Activity 1: Sampling from a Normal Population

How is a sampling distribution different from a population distribution? We will use the Sampling Distribution Applet to look at the sampling distributions for samples of different sizes. If you have any trouble with the applet you can review the applet instructions. After completing the exercise below using the applet, you will be asked questions related to this exercise.

A national survey measuring health attitudes and activities had a mean of 500 with a standard deviation of 100, scores being normally distributed. A random sample of women in Ourtown will be asked to complete this survey. We consider using a sample of N = 5 or a sample with N = 100.

Use the applet below and follow the steps underneath it to examine the sampling distributions of the mean for these two sample sizes (i.e., N = 5 and N = 100). How do these sampling distributions differ and how do they compare to the population distribution?
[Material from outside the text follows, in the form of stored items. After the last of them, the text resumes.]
use std::net::SocketAddr;
use std::sync::Arc;
use std::time::Duration;
use anyhow::{bail, Result};
use chrono::Utc;
use tokio_util::sync::CancellationToken;
use shared::protocol::DISCOVERY_MESSAGE;
use crate::cache_manager::{Applied, CacheHandle};
use crate::ssdp::message::{self, Message};
use crate::ssdp::response;
use crate::transport::Transport;

/// First pause after a failed receive; doubles up to RECV_BACKOFF_MAX
const RECV_BACKOFF_START: Duration = Duration::from_millis(10);
const RECV_BACKOFF_MAX: Duration = Duration::from_secs(1);

/// The loop gives up once this many receives fail in a row
const MAX_RECV_FAILURES: u32 = 20;

#[derive(Debug, Clone)]
pub struct RelaySettings {
    /// Advertised CACHE-CONTROL max-age on replies
    pub max_age_secs: u64,
    /// Where discovery broadcasts go
    pub multicast_dest: SocketAddr,
    pub recv_buffer: usize,
}

/// Dispatch core: turns inbound datagrams into cache updates and replies.
/// Each datagram is handled on its own task; sends are best effort.
#[derive(Clone)]
pub struct Relay {
    transport: Arc<dyn Transport>,
    cache: CacheHandle,
    settings: Arc<RelaySettings>,
}

impl Relay {
    pub fn new(transport: Arc<dyn Transport>, cache: CacheHandle, settings: RelaySettings) -> Self {
        Self {
            transport,
            cache,
            settings: Arc::new(settings),
        }
    }

    /// Send the discovery request once out of every interface
    pub async fn discover(&self) {
        tracing::debug!("Sending out M-SEARCH");
        for iface in self.transport.interfaces() {
            tracing::debug!("Sending M-SEARCH via {}", iface);
            if let Err(e) = self
                .transport
                .send_on(iface, DISCOVERY_MESSAGE.as_bytes(), self.settings.multicast_dest)
                .await
            {
                tracing::debug!("Failed to send M-SEARCH via {}: {}", iface, e);
            }
        }
    }

    /// Handle one parsed datagram from `from`
    pub async fn handle(&self, message: Message, from: SocketAddr) {
        match message {
            Message::Announcement(announcement) => {
                match self.cache.announce(announcement, from.ip(), Utc::now()).await {
                    Ok(Applied::Dropped) => {
                        tracing::warn!("Dropped announcement from {}", from);
                    }
                    Ok(_) => {}
                    Err(e) => {
                        tracing::error!("Failed to apply announcement: {}", e);
                    }
                }
            }
            Message::Search => self.answer(from).await,
            Message::Unrecognized => {}
        }
    }

    async fn answer(&self, requester: SocketAddr) {
        tracing::debug!("Received M-SEARCH request from {}", requester);

        let plan = match self.cache.search(requester.ip(), Utc::now()).await {
            Ok(plan) => plan,
            Err(e) => {
                tracing::error!("Failed to read cache: {}", e);
                return;
            }
        };

        if plan.rediscover {
            self.discover().await;
        }

        for device in &plan.devices {
            let payload = response::render(device, self.settings.max_age_secs);
            if let Err(e) = self.transport.send_to(payload.as_bytes(), requester).await {
                tracing::debug!("[{}] Failed to answer {}: {}", device.usn, requester, e);
            }
        }
    }

    /// Receive loop. Runs until cancelled.
    pub async fn run(self, cancel: CancellationToken) -> Result<()> {
        tracing::info!("Relay listening");
        let mut buf = vec![0u8; self.settings.recv_buffer];
        let mut failures = 0u32;
        let mut backoff = RECV_BACKOFF_START;

        loop {
            tokio::select! {
                received = self.transport.recv_from(&mut buf) => {
                    match received {
                        Ok((len, from)) => {
                            failures = 0;
                            backoff = RECV_BACKOFF_START;
                            let message = message::parse(&buf[..len]);
                            if message == Message::Unrecognized {
                                tracing::trace!("Ignoring datagram from {}", from);
                                continue;
                            }
                            let relay = self.clone();
                            tokio::spawn(async move {
                                relay.handle(message, from).await;
                            });
                        }
                        Err(e) => {
                            failures += 1;
                            if failures >= MAX_RECV_FAILURES {
                                bail!("Giving up after {} failed receives: {}", failures, e);
                            }
                            tracing::warn!("Failed to receive datagram: {}", e);
                            tokio::select! {
                                _ = tokio::time::sleep(backoff) => {}
                                _ = cancel.cancelled() => {
                                    tracing::info!("Relay shutting down");
                                    break;
                                }
                            }
                            backoff = (backoff * 2).min(RECV_BACKOFF_MAX);
                        }
                    }
                }
                _ = cancel.cancelled() => {
                    tracing::info!("Relay shutting down");
                    break;
                }
            }
        }

        Ok(())
    }
}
Q1. How do the population distribution and sampling distribution differ?
  • Set the population to “Normal(Mu=500; Sigma=100).”
  • Set the sample size to “N=100.”
  • Select “Show sample data” (in black).
  • Select “Show population” (in blue).
  • Select “Show sampling distribution” (in green).
  • Answer
Q2. Where do sample means fall in relation to the population distribution and the sampling distribution when N = 100?
  • Click “Draw a sample” 10 times. The red arrow shows the mean for each sample.
  • Select “Show obtained sample means” (in red) to see the distribution of obtained means.
  • Pay attention to where the sample means fall in relation to the population distribution (in blue) and the sampling distribution curve (in green).
  • Click “Draw 100 samples” several times to see the means for 100 random samples, each sample withN = 100.
  • Answer
Q3. How is the sampling distribution generated with a sample size of 5 (N = 5) different from the sampling distribution generated with a sample size of 100 (N = 100)?
  • Change the sample size to “N=5
  • Click “Draw a sample” 10 times.
  • Pay attention to where the sample means fall in relation to the population distribution (in blue) and the sampling distribution curve (in green).
  • Click “Draw 100 samples” several times to see the means for 100 random samples, each with N = 5.